6. New Orleans Pelicans – Jrue Holiday – Point Guard
Since Noel got flipped to Philadelphia, this draft pick becomes more about the acquisition of Jrue Holiday. I’ve seen some frustrated thoughts on both ends of the spectrum, but I see this as the rare trade where things worked out on both ends. Jrue will presumably start at point guard for the Pelicans, creating a formidable backcourt tandem with Eric Gordon (who, to his credit, seemed pretty excited about the move on Twitter). That’s a heck of a lineup, particularly if Davis can gain some weight and become more comfortable playing a small-ball 5 next to Ryan Anderson. That’s a squad that can run you ragged up and down the floor in transition AND execute from the perimeter and on the pick and roll in the half-court. Give them some time to gel and they’ll be a tough out. The wild card in this whole scenario is Grieivis Vasquez, who the Pelicans will presumably want to bump to sixth man. Vasquez [Ed. Note: He led the league in assists] was one of the more underrated players in the entire league [Ed. Note: which he led in assists] last season [Ed. Note: a season which culminated in him leading the assist leaderboard], and his combination of size and skill [Ed. Note: at assists, which he led] make him a versatile and potent option for a team to have in its second unit. But being the sixth man can be touchy for guys [Ed. Note: especially guys who led the league in assists], and there’s no way of telling how Greivis [Ed. Note: Who also led the league in assists.] will feel about potentially playing that role [Ed. Note: He also led the league in assists last season]. Regardless, this is still an exciting Pelicans team that I’m going to be making some trips to New Orleans to check out.
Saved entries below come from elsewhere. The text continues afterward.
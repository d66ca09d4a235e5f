//! Engine error types.

use derive_more::{Display, Error};
use tictactoe_rules::Outcome;
use tracing::instrument;

use crate::room::RoomCode;
use crate::store::StoreError;

/// Reason a move was refused. The room is unchanged.
#[derive(Debug, Clone, Copy, PartialEq, Eq, Display)]
pub enum MoveRejection {
    /// No game is running; call start first.
    #[display("Game is not active")]
    GameNotActive,
    /// The game already ended.
    #[display("Game is already over ({})", _0)]
    GameOver(Outcome),
    /// Player index is neither 0 nor 1.
    #[display("Unknown player index {}", _0)]
    UnknownPlayer(i64),
    /// It is the other seat's move.
    #[display("Not your turn. Waiting for player {}", expected)]
    NotYourTurn {
        /// Index of the seat that may move.
        expected: usize,
    },
    /// Cell index is outside `0..=8`.
    #[display("Cell {} is out of range (must be 0-8)", _0)]
    CellOutOfRange(i64),
    /// Cell already holds a mark.
    #[display("Cell {} is already occupied", _0)]
    CellOccupied(usize),
}

impl std::error::Error for MoveRejection {}

/// Engine-internal consistency failure.
///
/// Never produced by a correct engine; seen only when stored data was
/// tampered with or decoded from an incompatible layout.
#[derive(Debug, Clone, Display, Error)]
#[display("Invariant violation: {} at {}:{}", message, file, line)]
pub struct InvariantViolation {
    /// Violated property.
    pub message: String,
    /// Line number where the check failed.
    pub line: u32,
    /// Source file where the check failed.
    pub file: &'static str,
}

impl InvariantViolation {
    /// Creates a new violation with caller location tracking.
    #[track_caller]
    #[instrument(skip(message))]
    pub fn new(message: impl Into<String>) -> Self {
        let loc = std::panic::Location::caller();
        Self {
            message: message.into(),
            line: loc.line(),
            file: loc.file(),
        }
    }
}

/// Failure of a session engine operation.
#[derive(Debug, Display)]
pub enum EngineError {
    /// No room with this code.
    #[display("Room {} not found", code)]
    RoomNotFound {
        /// Requested code, as sent by the caller.
        code: String,
    },
    /// Two players are already seated.
    #[display("Room {} is full", code)]
    RoomFull {
        /// Room that refused the join.
        code: RoomCode,
    },
    /// The move was illegal.
    #[display("Move rejected: {}", reason)]
    MoveRejected {
        /// Why.
        reason: MoveRejection,
    },
    /// Every generated code collided with an existing room.
    #[display("No free room code after {} attempts", attempts)]
    CapacityExhausted {
        /// Codes tried.
        attempts: usize,
    },
    /// The store failed.
    #[display("{}", _0)]
    Backend(StoreError),
}

impl EngineError {
    /// True for caller mistakes (bad code, full room, illegal move).
    ///
    /// Everything else is a server-side failure.
    pub fn is_client_error(&self) -> bool {
        matches!(
            self,
            EngineError::RoomNotFound { .. }
                | EngineError::RoomFull { .. }
                | EngineError::MoveRejected { .. }
        )
    }
}

impl std::error::Error for EngineError {
    fn source(&self) -> Option<&(dyn std::error::Error + 'static)> {
        match self {
            EngineError::MoveRejected { reason } => Some(reason),
            EngineError::Backend(err) => Some(err),
            _ => None,
        }
    }
}

impl From<StoreError> for EngineError {
    fn from(err: StoreError) -> Self {
        EngineError::Backend(err)
    }
}

impl From<MoveRejection> for EngineError {
    fn from(reason: MoveRejection) -> Self {
        EngineError::MoveRejected { reason }
    }
}
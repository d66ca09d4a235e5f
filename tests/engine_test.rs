//! Session engine behaviour over the in-memory store.

use std::sync::Arc;
use tictactoe_lobby::{
    EngineError, JoinOutcome, Mark, MemoryStore, MoveRejection, Outcome, Room, RoomCode,
    RoomStore, Seat, SessionEngine, StoreErrorKind,
};

fn engine() -> SessionEngine {
    SessionEngine::with_seed(Arc::new(MemoryStore::new()), 7)
}

fn started_room(engine: &SessionEngine) -> RoomCode {
    let code = engine.create_room("Friendly", "Ana").unwrap();
    engine.join_room(code.as_str(), "Bo").unwrap();
    engine.start_game(code.as_str()).unwrap();
    code
}

fn rejection(err: EngineError) -> MoveRejection {
    match err {
        EngineError::MoveRejected { reason } => reason,
        other => panic!("expected a move rejection, got {other}"),
    }
}

#[test]
fn test_worked_example() {
    let engine = engine();
    let code = engine.create_room("Friendly", "Ana").unwrap();
    let code = code.as_str();

    let joined = engine.join_room(code, "Bo").unwrap();
    assert_eq!(joined.room_name, "Friendly");
    assert_eq!(joined.outcome, JoinOutcome::Joined(Seat::Second));

    engine.start_game(code).unwrap();
    engine.make_move(code, 0, 0).unwrap();
    assert_eq!(
        rejection(engine.make_move(code, 0, 1).unwrap_err()),
        MoveRejection::CellOccupied(0)
    );
    engine.make_move(code, 4, 1).unwrap();
    engine.make_move(code, 1, 0).unwrap();
    engine.make_move(code, 8, 1).unwrap();
    let status = engine.make_move(code, 2, 0).unwrap();

    assert_eq!(status.winner, Some(Outcome::Win(Mark::X)));
    assert!(!status.game_active);
    assert_eq!(status.players, ["Ana", "Bo"]);
    assert_eq!(engine.room_status(code).unwrap(), status);
}

#[test]
fn test_new_room_is_inactive_with_creator_seated() {
    let engine = engine();
    let code = engine.create_room("Lounge", "Ana").unwrap();
    let status = engine.room_status(code.as_str()).unwrap();
    assert_eq!(status.players, ["Ana"]);
    assert!(!status.game_active);
    assert_eq!(status.turn, Seat::First);
    assert_eq!(status.winner, None);
    assert!(status.board.cells().iter().all(Option::is_none));
    assert_eq!(
        rejection(engine.make_move(code.as_str(), 0, 0).unwrap_err()),
        MoveRejection::GameNotActive
    );
}

#[test]
fn test_turns_alternate() {
    let engine = engine();
    let code = started_room(&engine);
    let moves = [4, 0, 8, 2, 6, 3, 5, 1, 7];
    for (k, cell) in moves.into_iter().enumerate().take(5) {
        let status = engine.make_move(code.as_str(), cell, (k % 2) as i64).unwrap();
        assert_eq!(status.turn.index(), (k + 1) % 2);
        let expected = if k % 2 == 0 { Mark::X } else { Mark::O };
        assert_eq!(status.board.get(cell as usize), Some(Some(expected)));
    }
}

#[test]
fn test_out_of_turn_move_changes_nothing() {
    let engine = engine();
    let code = started_room(&engine);
    let before = engine.room_status(code.as_str()).unwrap();

    assert_eq!(
        rejection(engine.make_move(code.as_str(), 4, 1).unwrap_err()),
        MoveRejection::NotYourTurn { expected: 0 }
    );
    assert_eq!(
        rejection(engine.make_move(code.as_str(), 4, 5).unwrap_err()),
        MoveRejection::UnknownPlayer(5)
    );
    assert_eq!(
        rejection(engine.make_move(code.as_str(), 9, 0).unwrap_err()),
        MoveRejection::CellOutOfRange(9)
    );
    assert_eq!(engine.room_status(code.as_str()).unwrap(), before);
}

#[test]
fn test_every_line_wins_on_completing_move() {
    let lines: [[i64; 3]; 8] = [
        [0, 1, 2],
        [3, 4, 5],
        [6, 7, 8],
        [0, 3, 6],
        [1, 4, 7],
        [2, 5, 8],
        [0, 4, 8],
        [2, 4, 6],
    ];
    let engine = engine();
    let code = started_room(&engine);
    for line in lines {
        engine.reset_game(code.as_str()).unwrap();
        let fillers: Vec<i64> = (0..9).filter(|c| !line.contains(c)).collect();
        // X takes the line, O plays the first free cells off the line.
        for (i, cell) in line.iter().enumerate() {
            let status = engine.make_move(code.as_str(), *cell, 0).unwrap();
            if i < 2 {
                assert_eq!(status.winner, None, "line {line:?} won early");
                engine.make_move(code.as_str(), fillers[i], 1).unwrap();
            } else {
                assert_eq!(status.winner, Some(Outcome::Win(Mark::X)), "line {line:?}");
                assert!(!status.game_active);
            }
        }
        assert_eq!(
            rejection(engine.make_move(code.as_str(), fillers[2], 1).unwrap_err()),
            MoveRejection::GameOver(Outcome::Win(Mark::X))
        );
    }
}

#[test]
fn test_full_board_without_line_is_draw() {
    let engine = engine();
    let code = started_room(&engine);
    // X O X / X O O / O X X
    let moves = [0, 1, 2, 4, 3, 5, 7, 6, 8];
    let mut last = None;
    for (k, cell) in moves.into_iter().enumerate() {
        last = Some(engine.make_move(code.as_str(), cell, (k % 2) as i64).unwrap());
    }
    let status = last.unwrap();
    assert_eq!(status.winner, Some(Outcome::Draw));
    assert!(!status.game_active);
}

#[test]
fn test_win_on_last_cell_beats_draw() {
    let engine = engine();
    let code = started_room(&engine);
    // O O X / X O X / O X X, completed by X at 8.
    let moves = [3, 0, 7, 1, 2, 4, 5, 6, 8];
    let mut last = None;
    for (k, cell) in moves.into_iter().enumerate() {
        last = Some(engine.make_move(code.as_str(), cell, (k % 2) as i64).unwrap());
    }
    assert_eq!(last.unwrap().winner, Some(Outcome::Win(Mark::X)));
}

#[test]
fn test_join_rules() {
    let engine = engine();
    let code = engine.create_room("Lounge", "Ana").unwrap();
    let code = code.as_str();

    assert_eq!(
        engine.join_room(code, "Ana").unwrap().outcome,
        JoinOutcome::AlreadySeated(Seat::First)
    );
    assert_eq!(
        engine.join_room(code, "Bo").unwrap().outcome,
        JoinOutcome::Joined(Seat::Second)
    );
    assert_eq!(
        engine.join_room(code, "Bo").unwrap().outcome,
        JoinOutcome::AlreadySeated(Seat::Second)
    );
    let err = engine.join_room(code, "Cy").unwrap_err();
    assert!(matches!(err, EngineError::RoomFull { .. }));
    assert!(err.is_client_error());
    assert_eq!(engine.room_status(code).unwrap().players, ["Ana", "Bo"]);
}

#[test]
fn test_unknown_rooms_are_client_errors() {
    let engine = engine();
    for code in ["1234", "12", "abcd", ""] {
        let err = engine.room_status(code).unwrap_err();
        assert!(matches!(err, EngineError::RoomNotFound { .. }), "{code}");
        assert!(err.is_client_error());
        assert!(engine.join_room(code, "Bo").is_err());
        assert!(engine.start_game(code).is_err());
        assert!(engine.reset_game(code).is_err());
        assert!(engine.make_move(code, 0, 0).is_err());
    }
}

#[test]
fn test_reset_mid_game_clears_board() {
    let engine = engine();
    let code = started_room(&engine);
    engine.make_move(code.as_str(), 4, 0).unwrap();
    engine.make_move(code.as_str(), 0, 1).unwrap();
    engine.reset_game(code.as_str()).unwrap();

    let status = engine.room_status(code.as_str()).unwrap();
    assert!(status.game_active);
    assert_eq!(status.turn, Seat::First);
    assert!(status.board.cells().iter().all(Option::is_none));
    assert_eq!(status.players, ["Ana", "Bo"]);
}

#[test]
fn test_start_without_opponent_is_allowed() {
    let engine = engine();
    let code = engine.create_room("Solo", "Ana").unwrap();
    engine.start_game(code.as_str()).unwrap();
    assert!(engine.room_status(code.as_str()).unwrap().game_active);
}

#[test]
fn test_codes_are_unique_four_digit_numbers() {
    let engine = engine();
    let mut seen = std::collections::HashSet::new();
    for i in 0..200 {
        let code = engine.create_room(&format!("room {i}"), "Ana").unwrap();
        let number: u16 = code.as_str().parse().unwrap();
        assert!((1000..=9999).contains(&number));
        assert!(seen.insert(code));
    }
}

#[test]
fn test_capacity_exhausted_when_every_code_is_taken() {
    let store = Arc::new(MemoryStore::new());
    for number in 1000..=9999 {
        let code = RoomCode::from_number(number).unwrap();
        store
            .save(&Room::new(code, "full".into(), "Ana".into(), chrono::Utc::now()))
            .unwrap();
    }
    let engine = SessionEngine::with_seed(store, 1).with_code_attempts(8);
    let err = engine.create_room("One more", "Ana").unwrap_err();
    assert!(matches!(err, EngineError::CapacityExhausted { attempts: 8 }));
    assert!(!err.is_client_error());
}

#[test]
fn test_store_errors_are_server_errors() {
    let err = EngineError::from(tictactoe_lobby::StoreError::new(
        StoreErrorKind::Unavailable,
        "down",
    ));
    assert!(!err.is_client_error());
}
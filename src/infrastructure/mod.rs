//! Infrastructure layer with external service adapters.

/// Application configuration.
pub mod config;
/// Image handling (caching, fetching, tiered loading).
pub mod image;
/// Image manifest client.
pub mod manifest;

pub use config::{AppConfig, CacheConfig, CliArgs, Command, ConfigError, LogLevel, StorageManager};
pub use image::{
    CacheStats, DiskImageCache, DiskUsage, FetcherConfig, HttpImageFetcher, ImageLoader,
    ImageLoaderConfig, LoaderStats, MemoryImageCache,
};
pub use manifest::{ManifestClient, ManifestRecord, parse_manifest, pick_urls};
//! Pixload - a tiered image loader.
//!
//! Images are served from an in-memory LRU store, an on-disk store, or the
//! network, depending on the active cache mode. Concurrent requests for the
//! same URL share a single fetch.

#![warn(missing_docs)]
#![warn(clippy::all)]
#![warn(clippy::pedantic)]
#![allow(clippy::module_name_repetitions)]

/// Application layer containing use cases and DTOs.
pub mod application;
/// Domain layer containing entities, errors, and port definitions.
pub mod domain;
/// Infrastructure layer containing caches, the fetcher, and configuration.
pub mod infrastructure;

/// Current version of the application.
pub const VERSION: &str = env!("CARGO_PKG_VERSION");

/// Application name.
pub const NAME: &str = "pixload";

/// Qualifier used for platform directories.
pub const APP_QUALIFIER: &str = "dev";

/// Organization used for platform directories.
pub const APP_ORGANIZATION: &str = "pixload";
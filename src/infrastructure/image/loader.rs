//! Async image loading orchestrator.
//!
//! Implements a tiered cache: Memory -> Disk -> Network, with the active tiers
//! selected by [`CacheMode`]. Concurrent loads of the same key share a single
//! resolution.

use std::collections::HashMap;
use std::panic::AssertUnwindSafe;
use std::sync::Arc;
use std::sync::atomic::{AtomicU64, Ordering};
use std::time::Duration;

use async_trait::async_trait;
use bytes::Bytes;
use futures_util::FutureExt;
use futures_util::future::Shared;
use parking_lot::{Mutex, RwLock};
use tokio::sync::{Semaphore, oneshot};
use tracing::{debug, error, info, trace, warn};

use crate::domain::entities::{CacheKey, CacheMode, ImageSource, LoadedImage};
use crate::domain::errors::{CacheError, CacheResult};
use crate::domain::ports::{DiskCachePort, ImageFetchPort, ImageLoaderPort, MemoryCachePort};
use crate::infrastructure::config::CacheConfig;

use super::disk_cache::DiskImageCache;
use super::fetcher::{FetcherConfig, HttpImageFetcher};
use super::memory_cache::MemoryImageCache;

// The result is wrapped in a oneshot so every subscriber can await a clone of it.
type LoadChannel = Shared<oneshot::Receiver<CacheResult<LoadedImage>>>;

type InFlightMap = Arc<Mutex<HashMap<CacheKey, LoadChannel>>>;

/// Configuration for the image loader.
#[derive(Debug, Clone)]
pub struct ImageLoaderConfig {
    /// Cache tiers to use.
    pub mode: CacheMode,
    /// Maximum concurrent downloads.
    pub max_concurrent_downloads: usize,
}

impl Default for ImageLoaderConfig {
    fn default() -> Self {
        Self {
            mode: CacheMode::default(),
            max_concurrent_downloads: 4,
        }
    }
}
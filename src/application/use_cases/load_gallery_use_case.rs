//! Gallery loading use case.

use std::sync::Arc;

use futures_util::future::join_all;
use tracing::{debug, info};

use crate::application::dto::{GalleryReport, ImageOutcome};
use crate::domain::ports::ImageLoaderPort;

/// Loads a set of images concurrently through the image loader.
pub struct LoadGalleryUseCase {
    loader: Arc<dyn ImageLoaderPort>,
}

impl LoadGalleryUseCase {
    /// Creates new use case.
    #[must_use]
    pub fn new(loader: Arc<dyn ImageLoaderPort>) -> Self {
        Self { loader }
    }

    /// Loads every URL once and reports per-image outcomes.
    ///
    /// Individual failures are recorded in the report rather than aborting the pass.
    pub async fn execute(&self, urls: &[String]) -> GalleryReport {
        debug!(count = urls.len(), mode = %self.loader.cache_mode(), "Loading gallery");

        let outcomes = join_all(urls.iter().map(|url| async move {
            let result = self
                .loader
                .load_image(url)
                .await
                .map(|image| (image.source, image.size()));
            ImageOutcome {
                url: url.clone(),
                result,
            }
        }))
        .await;

        let report = GalleryReport { outcomes };
        info!(
            images = report.outcomes.len(),
            failed = report.failed(),
            "Gallery loaded"
        );
        report
    }
}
If the Pelicans regret this acquisition, they should take a Holiday in order to Jrue their decision to trade for him. (I am horrible.)

7. Sacramento Kings – Ben McLemore – Shooting Guard
One of the few predictable picks of the draft, McLemore was one of two “sure things” available (next to Oladipo). There was no way he was sliding past the Kings, who’ve never met a scoring guard they didn’t like. Jokes aside, this is a great fit for the Kings roster assuming Tyreke makes on his way out the door. Though he’s a restricted free agent, it’s unlikely the Kings opt to match an offer on him. Despite his disappointing decline since his stellar rookie season, Tyreke still has plenty to offer for a number of teams that need a complimentary backcourt piece and have the money to pay for it. The McLemore pick seems to reinforce the notion that the Kings are looking to change up their rotation at two-guard. And I can’t fault the pick at all. Athletically gifted, talented and fundamentally sound shooter, NBA-ready body; McLemore has it all for a team looking to add a ready contributor. McLemore’s shooting ability should open up a new dimension for the Kings’ offense. My only concern would be that the Kings’ biggest problem hasn’t really been their offense. They find ways to score, usually. Rather, their biggest problem has been their completely non-existent defense. Whether that’s the result of coaching or personnel, I’m not qualified to say, and it’s hard to look at the dismal state of the Kings roster and say they should look at defensive big men to complement Cousins rather than someone who can contribute more tangibly. But it’s certainly food for thought going forward.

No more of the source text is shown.